Esta expressão designa o fato de que a iniciativa na interação do sujeito com o objeto é do organismo, o oposto do que afirmam os behavioristas que dão primazia ao "estímulo" (meio), apesar de Skinner admitir uma pré-atividade do organismo como condição de aprendizagem ("condicionamento operante").

Isto não significa que Piaget seja um inatista (é por não ser inatista que tanto discute com Chomsky, apesar de Chomsky ser o mais feroz anti-skinneriano atual). Piaget afirma que o "estímulo" só atinge o organismo (a mente), se o organismo (a mente) estiver "sensibilizado" para recebê-lo ("no começo já estava a resposta"). Toda abordagem da realidade supõe um "esquema de assimilação" (fazer um julgamento como "Maria é bonita" é uma assimilação). Mas todo esquema é construído. Construir esquemas de assimilação (no mais alto nível, o esquema de assimilação é, por exemplo, uma teoria) é o que se chama desenvolvimento da inteligência.

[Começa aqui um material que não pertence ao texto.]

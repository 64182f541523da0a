//! In-memory listing store: the latest record per `(category, source_id)`.

use std::collections::HashMap;
use std::sync::{Arc, PoisonError, RwLock};

use chrono::{DateTime, Utc};
use tanka_core::ScoredListing;
use tanka_scoring::rank;

#[derive(Debug, Default)]
struct CategoryEntry {
    listings: HashMap<String, ScoredListing>,
    updated_at: Option<DateTime<Utc>>,
}

/// Ranked snapshot of one category.
#[derive(Debug, Clone)]
pub struct CategorySnapshot {
    pub listings: Vec<ScoredListing>,
    pub updated_at: Option<DateTime<Utc>>,
}

#[derive(Debug, Clone, Default)]
pub struct ListingStore {
    inner: Arc<RwLock<HashMap<String, CategoryEntry>>>,
}

impl ListingStore {
    #[must_use]
    pub fn new() -> Self {
        Self::default()
    }

    /// Ranked listings for `category`; empty when nothing was stored yet.
    #[must_use]
    pub fn snapshot(&self, category: &str) -> CategorySnapshot {
        let inner = self.inner.read().unwrap_or_else(PoisonError::into_inner);
        match inner.get(category) {
            Some(entry) => CategorySnapshot {
                listings: rank(entry.listings.values().cloned().collect()),
                updated_at: entry.updated_at,
            },
            None => CategorySnapshot {
                listings: Vec::new(),
                updated_at: None,
            },
        }
    }

    /// Applies `f` to the category's ranked listings under the write lock
    /// and stores its result. Records whose `source_id` `f` returns replace
    /// the stored ones; records `f` drops are removed.
    pub fn update<F>(&self, category: &str, f: F) -> usize
    where
        F: FnOnce(Vec<ScoredListing>) -> Vec<ScoredListing>,
    {
        let mut inner = self.inner.write().unwrap_or_else(PoisonError::into_inner);
        let entry = inner.entry(category.to_string()).or_default();
        let current = rank(entry.listings.drain().map(|(_, l)| l).collect());
        entry.listings = f(current)
            .into_iter()
            .map(|l| (l.source_id().to_string(), l))
            .collect();
        entry.updated_at = Some(Utc::now());
        entry.listings.len()
    }

    /// Inserts or replaces each listing by `source_id`, keeping the rest.
    pub fn upsert(&self, category: &str, listings: Vec<ScoredListing>) -> usize {
        self.update(category, |mut current| {
            let fresh: HashMap<String, ScoredListing> = listings
                .into_iter()
                .map(|l| (l.source_id().to_string(), l))
                .collect();
            current.retain(|l| !fresh.contains_key(l.source_id()));
            current.extend(fresh.into_values());
            current
        })
    }
}

#[cfg(test)]
mod tests {
    use tanka_core::{ExtractedAttributes, PricedListing, RawListing};

    use super::*;

    fn scored(id: &str, score: f64, title: &str) -> ScoredListing {
        ScoredListing {
            priced: PricedListing {
                listing: RawListing {
                    source_id: id.to_string(),
                    title: title.to_string(),
                    description: None,
                    price: None,
                    regular_price: None,
                    rating_avg: None,
                    rating_count: None,
                    image_url: None,
                    product_url: None,
                    brand: None,
                    fetched_at: Utc::now(),
                },
                attributes: ExtractedAttributes::default(),
                unit_price: None,
                discount_percent: None,
            },
            adjusted_review: score,
            price_score: None,
            score,
        }
    }

    #[test]
    fn unknown_category_is_empty() {
        let store = ListingStore::new();
        let snapshot = store.snapshot("rice");
        assert!(snapshot.listings.is_empty());
        assert!(snapshot.updated_at.is_none());
    }

    #[test]
    fn upsert_keeps_latest_record_per_id() {
        let store = ListingStore::new();
        store.upsert(
            "rice",
            vec![scored("B0C0000001", 3.0, "old"), scored("B0C0000002", 4.0, "b")],
        );
        let count = store.upsert("rice", vec![scored("B0C0000001", 4.5, "new")]);

        assert_eq!(count, 2);
        let snapshot = store.snapshot("rice");
        assert!(snapshot.updated_at.is_some());
        let ids: Vec<_> = snapshot.listings.iter().map(ScoredListing::source_id).collect();
        assert_eq!(ids, vec!["B0C0000001", "B0C0000002"]);
        assert_eq!(snapshot.listings[0].priced.listing.title, "new");
    }

    #[test]
    fn categories_are_separate() {
        let store = ListingStore::new();
        store.upsert("rice", vec![scored("B0C0000001", 3.0, "rice")]);
        store.upsert("toilet-paper", vec![scored("B0C0000001", 2.0, "tp")]);

        assert_eq!(store.snapshot("rice").listings[0].priced.listing.title, "rice");
        assert_eq!(
            store.snapshot("toilet-paper").listings[0].priced.listing.title,
            "tp"
        );
    }

    #[test]
    fn update_sees_ranked_listings() {
        let store = ListingStore::new();
        store.upsert(
            "rice",
            vec![scored("B0C0000001", 1.0, "a"), scored("B0C0000002", 4.0, "b")],
        );
        store.update("rice", |current| {
            assert_eq!(current[0].source_id(), "B0C0000002");
            current.into_iter().take(1).collect()
        });
        assert_eq!(store.snapshot("rice").listings.len(), 1);
    }
}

Quando o organismo (a mente) assimila, incorpora a realidade a seus esquemas de ação (a assimilação pode deformar a realidade; por exemplo, quando a criança brinca com um pedaço de pau dizendo que é um cavalo). Na assimilação predomina o organismo (o organismo se impõe ao meio). Os órgãos dos sentidos são como esquemas de assimilação anátomo-fisiológicos inatos. Os esquemas - diz Piaget - precisam ser "alimentados". No processo de assimilação o organismo (a mente) não se modifica operativamente (funcionamento). Quando se diz que "Maria é bonita", não se modifica o conhecimento que se tem da realidade. Incorpora-se "Maria" ao esquema "bonito" (encaixe de classe). Quando contamos quantas laranjas há num cesto, usamos o esquema de "contar" para assimilar a situação. Se os esquemas de ação não conseguem assimilar a situação, ou o organismo desiste do esforço, ou se modifica. Esta modificação é o que Piaget chama "acomodação". O equilíbrio entre assimilação e acomodação é a adaptação à situação. Só há "aprendizagem" (aumento de conhecimento), quando o esquema de assimilação sofre acomodação. São as acomodações que constituem o desenvolvimento da inteligência. Se o meio (ecologia) não apresenta problemas, a atividade do organismo é apenas de assimilação.

Diante das dificuldades, o organismo se reestrutura (acomodação) para sobreviver (para continuar a atividade). O organismo (a mente) é um "sistema aberto" que precisa retirar (assimilar) elementos do meio para continuar funcionando. São os problemas que fazem o organismo (a mente) progredir (reestruturar-se). Salvo na atitude lúdica (jogo simbólico), sempre que há assimilação, há também acomodação (o jogo é uma assimilação pura, sobretudo o "jogo simbólico"). A imitação é a acomodação pura: na imitação, o organismo (a mente) se subordina integralmente (tantum quantum) ao objeto (meio). Os esquemas de assimilação mentais, do ponto de vista funcional, comportam-se como o estômago ao digerir o alimento. Os esquemas de assimilação representam a forma de agir do organismo frente à realidade: um herbívoro, por exemplo, não tem esquema para assimilar carne (a carne não o estimula, como alimento - não há sensibilização para a carne). Se só houvesse "assimilação", o organismo (a mente) jamais se modificaria (não haveria evolução e "aprendizagem").

Piaget distingue três variáveis fundamentais na assimilação: a) assimilação repetitiva (reação circular, funcionamento da máquina biológica ou mental); b) assimilação recognitiva (capacidade de reconhecer se a situação é conhecida ou nova: semelhanças e diferenças); c) assimilação generalizadora (capacidade de assimilar elementos próximos não muito diferentes: irradiação). Quando a generalização (irradiação) solidifica-se, transforma-se em capacidade de acomodação (curiosidade, busca de novidade, plasticidade). Como se percebe, a teoria piagetiana é uma teoria geral dos seres vivos (o organismo é um sistema aberto, com capacidade de equilibração majorante ou capacidade de acomodação: o comportamento é o motor da evolução). Para Piaget, a mente funciona estritamente como um organismo biológico ("a função é invariante; a estrutura é que se modifica"). A linguagem (sendo uma "dublagem" da ação) tem as mesmas características da atividade (assimilação, acomodação, estruturação, combinatória, equilibração). A sociedade, segundo Piaget, funciona como um sistema (organismo) de que os indivíduos são subsistemas (subconjuntos).

O formigueiro e a colméia podem ser considerados como organismos, em que as abelhas e formigas são suborganismos.


Desta forma a sociedade, como um todo (como um conjunto de interações) assimila os fatos corriqueiros e acomoda-se aos fatos novos (a introdução de uma nova máquina no processo civilizatório pode exigir uma acomodação). Para Piaget, o fato mais marcante das acomodações sociológicas é a introdução permanente de novas gerações (gerações montantes) no corpo social.